From the brown books to next, D&D tries for elegance

An elegant role-playing game gains maximum play value out of a concise set of simple rules.

Elegant rules…

  • apply broadly so fewer rules can cover whatever happens in the game.
  • play quickly with minimal math and little need to reference or memorize.
  • can be easily explained and understood.
  • produce outcomes that match what players expect in the game world.
  • enable players to anticipate how their characters’ actions will be resolved and the likely outcomes, something I call resolution transparency.

Rules-light role-playing games maximize economy by applying just a few rules across the entire game, but they sacrifice resolution transparency.

Dungeons & Dragons has never qualified as a rules-light system, but the game has grown more elegant by eliminating rules and applying the rules that remain more broadly. In “Design Finesse,” D&D patriarch Mike Mearls writes, “You’re more likely to introduce elegance to a game by removing something than by adding it.”

Elegant role-playing games start with economical rules, yet they still invite players into their characters, give them plenty of freedom to make interesting choices, and provide easy ways to resolve the actions so the outcomes make sense in the game world.

D&D started as an inelegant game: a bunch of mechanics that Dave Arneson and Gary Gygax dreamed up as they refereed, which Gary then wrote in his stream-of-consciousness style. In “A Brief History of Roleplaying,” Shannon Appelcline writes, “In various early versions of D&D and AD&D, you had one system to model Strength (a range of 3-17, then 18/01 to 18/00), one to model all the other characteristics (3-18), one to model armor class (10 to -10), one to model thief ability (0-100%), one to model skill in combat (a to-hit number from 20 to 1), one to model clerical spells (7 levels of magic), one to model magic-user spells (9 levels of magic), etc.”

Gary Gygax

Gary Gygax

Why so many systems? No one knew anything about RPG design, because none existed. Also, during D&D’s formative years, Gary was an incorrigible collaborator, always willing to add a friend’s new rule to the mix. Each of Gary’s brown-book D&D releases features the work of a different collaborator. Even in Advanced Dungeons & Dragons, Gary couldn’t say no to additions like weapon speeds and psionics—additions he regretted.

In 1977 and 1978, role-playing game design took two huge steps: Traveller introduced a skill system. Runequest united all action resolution around a core mechanic. These two games charted a course for elegant RPG design, and virtually all games to follow built on their innovations.

Player's Handbook (2nd edition)

Player’s Handbook (2nd edition)

Second edition Advanced Dungeons & Dragons cut some rules that no one ever used, but the system’s core remained mired in the RPG stone age. In a D&D podcast episode examining the second edition, designer Steve Winter said, “There were all kinds of changes that we would have made if we had been given a free hand to make them—an awful lot of what ultimately happened in third edition. We heard so many times, ‘Why did you keep armor classes going down instead of going up?’ People somehow thought that that idea had never occurred to us. We had tons of ideas that we would have loved to do, but we still had a fairly narrow mandate that whatever was in print should still be largely compatible with second edition.”

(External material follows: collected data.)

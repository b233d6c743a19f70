//! Shared query infrastructure: the [`Query`] trait.

use url::Url;

use crate::Error;

/// Trait implemented by all query builders. Provides URL serialization.
pub trait Query {
    /// Path of the endpoint, relative to the API base URL.
    fn path(&self) -> &'static str;

    /// Appends this query's parameters to the given URL, returning the modified URL.
    fn add_to_url(&self, url: &Url) -> Url;

    /// Resolves the endpoint against `base_url` and appends the parameters.
    fn to_url(&self, base_url: &str) -> Result<Url, Error> {
        let raw = format!("{}{}", base_url.trim_end_matches('/'), self.path());
        let url = Url::parse(&raw).map_err(|e| {
            tracing::error!("Invalid URL constructed from {}: {}", raw, e);
            Error::InvalidUrl(format!("{}: {}", raw, e))
        })?;
        Ok(self.add_to_url(&url))
    }
}
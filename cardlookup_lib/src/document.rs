//! Read-only view over one fetched card object.

use serde::{Deserialize, Serialize};
use serde_json::{Map, Value};

use scryfall_api::Error;

/// A complete, unmodified JSON object returned by one successful fetch.
///
/// Every accessor treats a missing key and an explicit JSON `null` the same
/// way: both come back as `None`.
#[derive(Serialize, Deserialize, Debug, Clone, PartialEq)]
#[serde(transparent)]
pub struct Document(Map<String, Value>);

impl Document {
    /// Returns `document[key]`.
    pub fn get(&self, key: &str) -> Option<&Value> {
        self.0.get(key).filter(|v| !v.is_null())
    }

    /// Returns `document[key]`, or `document[key][sub_key]` when `sub_key` is given.
    ///
    /// Absent if `key` is missing or null, or if `sub_key` is given and
    /// `document[key]` is not an object containing a non-null `sub_key`.
    pub fn get_field(&self, key: &str, sub_key: Option<&str>) -> Option<&Value> {
        match sub_key {
            Some(sub_key) => self.get_path(&[key, sub_key]),
            None => self.get(key),
        }
    }

    /// Walks nested objects along `path`. An empty path yields `None`.
    pub fn get_path(&self, path: &[&str]) -> Option<&Value> {
        let (first, rest) = path.split_first()?;
        let mut current = self.get(first)?;
        for key in rest {
            current = current.as_object()?.get(*key).filter(|v| !v.is_null())?;
        }
        Some(current)
    }

    /// String value at `key`, if it is a string.
    pub fn get_str(&self, key: &str) -> Option<&str> {
        self.get(key).and_then(Value::as_str)
    }

    pub fn as_map(&self) -> &Map<String, Value> {
        &self.0
    }

    pub fn into_inner(self) -> Map<String, Value> {
        self.0
    }
}

impl TryFrom<Value> for Document {
    type Error = Error;

    fn try_from(value: Value) -> Result<Self, Self::Error> {
        match value {
            Value::Object(map) => Ok(Self(map)),
            _ => Err(Error::NotAnObject),
        }
    }
}
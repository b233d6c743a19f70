use std::{fmt, str::FromStr};

use crate::error::CardLookupError;

/// Keys of the `prices` object on a Scryfall card.
#[derive(Debug, PartialEq, Eq, Clone, Copy, Hash)]
pub enum Currency {
    Usd,
    UsdFoil,
    UsdEtched,
    Eur,
    EurFoil,
    /// MTGO event tickets.
    Tix,
}

impl Currency {
    pub const ALL: [Currency; 6] = [
        Currency::Usd,
        Currency::UsdFoil,
        Currency::UsdEtched,
        Currency::Eur,
        Currency::EurFoil,
        Currency::Tix,
    ];

    /// The key under `prices` in the card object.
    pub fn code(&self) -> &'static str {
        match self {
            Currency::Usd => "usd",
            Currency::UsdFoil => "usd_foil",
            Currency::UsdEtched => "usd_etched",
            Currency::Eur => "eur",
            Currency::EurFoil => "eur_foil",
            Currency::Tix => "tix",
        }
    }
}

impl fmt::Display for Currency {
    fn fmt(&self, f: &mut fmt::Formatter<'_>) -> fmt::Result {
        write!(f, "{}", self.code())
    }
}

impl FromStr for Currency {
    type Err = CardLookupError;

    fn from_str(s: &str) -> Result<Self, Self::Err> {
        let normalized = s.trim().to_lowercase();
        Currency::ALL
            .into_iter()
            .find(|c| c.code() == normalized)
            .ok_or_else(|| {
                CardLookupError::InvalidInput(format!(
                    "unknown currency '{}'. Valid values: usd, usd_foil, usd_etched, eur, eur_foil, tix",
                    s
                ))
            })
    }
}
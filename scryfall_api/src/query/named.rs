//! Query builder for the `/cards/named` endpoint.

use std::fmt;

use url::Url;

use super::Query;

/// How Scryfall should match the supplied name.
#[derive(Clone, Copy, Debug, Default, PartialEq, Eq)]
pub enum LookupMode {
    /// Case-insensitive exact name match. This is the default.
    #[default]
    Exact,
    /// Scryfall's fuzzy matcher (partial words, typos).
    Fuzzy,
}

impl fmt::Display for LookupMode {
    fn fmt(&self, f: &mut fmt::Formatter<'_>) -> fmt::Result {
        write!(
            f,
            "{}",
            match self {
                Self::Exact => "exact",
                Self::Fuzzy => "fuzzy",
            }
        )
    }
}

/// A single named-card lookup: `/cards/named?exact=<name>[&set=<code>]`.
///
/// The name is form-encoded when appended, so names with spaces or
/// punctuation ("Lim-Dûl's Vault") produce a valid URL.
#[derive(Clone, Debug, PartialEq, Eq)]
pub struct NamedQuery {
    pub mode: LookupMode,
    pub name: String,
    /// Restrict the match to one set code (e.g. `lea`).
    pub set: Option<String>,
}

impl NamedQuery {
    pub fn exact(name: &str) -> Self {
        Self {
            mode: LookupMode::Exact,
            name: name.to_string(),
            set: None,
        }
    }

    pub fn fuzzy(name: &str) -> Self {
        Self {
            mode: LookupMode::Fuzzy,
            name: name.to_string(),
            set: None,
        }
    }

    pub fn with_set(mut self, set: &str) -> Self {
        self.set = Some(set.to_string());
        self
    }
}

impl Query for NamedQuery {
    fn path(&self) -> &'static str {
        "/cards/named"
    }

    fn add_to_url(&self, url: &Url) -> Url {
        let mut url = url.clone();
        url.query_pairs_mut()
            .append_pair(&self.mode.to_string(), &self.name);
        if let Some(set) = &self.set {
            url.query_pairs_mut().append_pair("set", set);
        };
        url
    }
}

#[cfg(test)]
mod tests {
    use url::Url;

    use crate::query::{NamedQuery, Query};

    #[test]
    fn test_named_query() {
        let url = Url::parse("https://example.com/cards/named").unwrap();

        insta::assert_snapshot!(
            NamedQuery::exact("Shock").add_to_url(&url).to_string(),
            @"https://example.com/cards/named?exact=Shock"
        );

        insta::assert_snapshot!(
            NamedQuery::exact("Black Lotus").add_to_url(&url).to_string(),
            @"https://example.com/cards/named?exact=Black+Lotus"
        );

        insta::assert_snapshot!(
            NamedQuery::exact("Lim-Dûl's Vault").add_to_url(&url).to_string(),
            @"https://example.com/cards/named?exact=Lim-D%C3%BBl%27s+Vault"
        );

        insta::assert_snapshot!(
            NamedQuery::fuzzy("jac bele").add_to_url(&url).to_string(),
            @"https://example.com/cards/named?fuzzy=jac+bele"
        );

        insta::assert_snapshot!(
            NamedQuery::exact("Black Lotus")
                .with_set("lea")
                .add_to_url(&url)
                .to_string(),
            @"https://example.com/cards/named?exact=Black+Lotus&set=lea"
        );
    }

    #[test]
    fn test_named_query_path() {
        assert_eq!(NamedQuery::exact("Shock").path(), "/cards/named");
    }
}
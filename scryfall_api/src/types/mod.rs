mod error_object;
pub use self::error_object::ErrorObject;
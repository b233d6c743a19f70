//! Error types for the API client.

/// Errors that can occur when fetching a JSON document from Scryfall.
#[derive(thiserror::Error, Debug)]
pub enum Error {
    /// The base URL or query produced an unparseable URL.
    #[error("Invalid URL: {0}")]
    InvalidUrl(String),
    /// The HTTP request itself failed (connection, TLS, timeout).
    #[error("Request failed: {0}")]
    RequestFailed(String),
    /// Scryfall answered 404 for the lookup.
    #[error("Card not found: {details}")]
    NotFound { details: String },
    /// The API returned a non-success status with a body snippet.
    #[error("Request failed with status {status}: {body}")]
    HttpStatus { status: u16, body: String },
    /// The body could not be parsed as JSON.
    #[error("Failed to parse response: {0}")]
    Decode(String),
    /// The body parsed, but the top-level value is not a JSON object.
    #[error("Response body is not a JSON object")]
    NotAnObject,
}

impl Error {
    /// True when the remote service reported that no card matched.
    pub fn is_not_found(&self) -> bool {
        matches!(self, Error::NotFound { .. })
    }
}
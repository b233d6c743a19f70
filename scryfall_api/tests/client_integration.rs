use scryfall_api::{Client, Error, FetchJson, NamedQuery, Query};
use wiremock::matchers::{header, method, path, query_param};
use wiremock::{Mock, MockServer, ResponseTemplate};

fn load_fixture(name: &str) -> String {
    std::fs::read_to_string(format!("tests/fixtures/{}", name)).unwrap()
}

#[tokio::test]
async fn get_named_card_success() {
    let mock_server = MockServer::start().await;
    let body = load_fixture("black_lotus.json");

    Mock::given(method("GET"))
        .and(path("/cards/named"))
        .and(query_param("exact", "Black Lotus"))
        .and(header("accept", "application/json"))
        .respond_with(ResponseTemplate::new(200).set_body_string(&body))
        .expect(1)
        .mount(&mock_server)
        .await;

    let client = Client::with_base_url(&mock_server.uri()).unwrap();
    let result = client
        .get_named_card(&NamedQuery::exact("Black Lotus"))
        .await;
    assert!(result.is_ok());

    let card = result.unwrap();
    assert_eq!(card["name"], "Black Lotus");
    assert_eq!(card["prices"]["usd"], "50000.00");
    assert!(card["prices"]["eur"].is_null());
}

#[tokio::test]
async fn fetch_json_sends_user_agent() {
    let mock_server = MockServer::start().await;

    Mock::given(method("GET"))
        .and(path("/cards/named"))
        .and(header(
            "user-agent",
            scryfall_api::default_user_agent().as_str(),
        ))
        .respond_with(ResponseTemplate::new(200).set_body_string(load_fixture("shock.json")))
        .expect(1)
        .mount(&mock_server)
        .await;

    let client = Client::with_base_url(&mock_server.uri()).unwrap();
    let url = NamedQuery::exact("Shock")
        .to_url(client.base_url())
        .unwrap();
    let card = client.fetch_json(&url).await.unwrap();
    assert_eq!(card["prices"]["tix"], "0.03");
}

#[tokio::test]
async fn get_named_card_with_set() {
    let mock_server = MockServer::start().await;

    Mock::given(method("GET"))
        .and(path("/cards/named"))
        .and(query_param("exact", "Shock"))
        .and(query_param("set", "m21"))
        .respond_with(ResponseTemplate::new(200).set_body_string(load_fixture("shock.json")))
        .expect(1)
        .mount(&mock_server)
        .await;

    let client = Client::with_base_url(&mock_server.uri()).unwrap();
    let card = client
        .get_named_card(&NamedQuery::exact("Shock").with_set("m21"))
        .await
        .unwrap();
    assert_eq!(card["set"], "m21");
}

#[tokio::test]
async fn get_named_card_not_found() {
    let mock_server = MockServer::start().await;

    Mock::given(method("GET"))
        .and(path("/cards/named"))
        .respond_with(ResponseTemplate::new(404).set_body_string(load_fixture("not_found.json")))
        .mount(&mock_server)
        .await;

    let client = Client::with_base_url(&mock_server.uri()).unwrap();
    let err = client
        .get_named_card(&NamedQuery::exact("Blak Lotus"))
        .await
        .unwrap_err();
    assert!(err.is_not_found());
    match err {
        Error::NotFound { details } => assert!(details.contains("Blak Lotus")),
        other => panic!("unexpected error: {other}"),
    }
}

#[tokio::test]
async fn get_named_card_server_error() {
    let mock_server = MockServer::start().await;

    Mock::given(method("GET"))
        .and(path("/cards/named"))
        .respond_with(ResponseTemplate::new(500).set_body_string("Internal Server Error"))
        .mount(&mock_server)
        .await;

    let client = Client::with_base_url(&mock_server.uri()).unwrap();
    let err = client
        .get_named_card(&NamedQuery::exact("Black Lotus"))
        .await
        .unwrap_err();
    assert!(!err.is_not_found());
    assert!(matches!(err, Error::HttpStatus { status: 500, .. }));
}

#[tokio::test]
async fn get_named_card_malformed_json() {
    let mock_server = MockServer::start().await;

    Mock::given(method("GET"))
        .and(path("/cards/named"))
        .respond_with(ResponseTemplate::new(200).set_body_string("{not valid json}"))
        .mount(&mock_server)
        .await;

    let client = Client::with_base_url(&mock_server.uri()).unwrap();
    let result = client
        .get_named_card(&NamedQuery::exact("Black Lotus"))
        .await;
    assert!(matches!(result, Err(Error::Decode(_))));
}

#[tokio::test]
async fn unreachable_host_is_request_failure() {
    // Nothing listens on the discard port.
    let client = Client::with_base_url("http://127.0.0.1:9").unwrap();
    let result = client
        .get_named_card(&NamedQuery::exact("Black Lotus"))
        .await;
    assert!(matches!(result, Err(Error::RequestFailed(_))));
}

When 2E appeared in 1989, game publishers still limited new editions to corrections and tweaks. If a publisher wanted to create an incompatible new version of a game, they coined a new name, such as Megatraveller and Runequest: Slayers. Of second edition AD&D, Steve Winter says, “The [TSR] executives where terrified of the idea of upsetting the whole customer base and driving away customers, coupled with the idea that if we put out a new book, what happens to all the old books? We have stores with all these books. we won’t sell any new players handbooks for a year while we’re making the new edition because people will know what’s coming.” How different from the modern market, where people accuse publishers of issuing new editions just to spur sales?

It took the sale of TSR, and a new edition from Wizards of the Coast, to give D&D twenty-year-old innovations such as skills and a core mechanic. Third edition simplified by consolidating a myriad of different rules into the d20 check that gave the core system its name. On the whole, 3E isn’t simpler than AD&D, but it took the complexity budget earned through simplification, and used it to add depth to tactical combat and to character options.

Emboldened by the acclaim for the big changes in 3E, the 4E designers felt willing to outdo the changes. The designers attacked some complexities that the third-edition designers had kept as sacred cows. For instance, fourth edition eliminated traditional saving throws by consolidating their function with attack rolls.

Fourth edition tried for a simpler game by focusing on exception-based design. This principle makes trading card games such as Magic: The Gathering playable despite the tens of thousands of cards in print. The 4E designers built a system on a concise set of core rules, and then added depth by adding abilities and powers that make exceptions to the rules.

Even with 4E’s concise core, the thousands of powers and thousands of exceptions produced more rules than any prior edition. Still, no RPG delivers more resolution transparency than 4E. In sacrifice, the edition often fails to model the game world, creating a world with square fireballs, where you can be on fire and freezing at the same time, where snakes get knocked prone, and where you can garrote an ooze.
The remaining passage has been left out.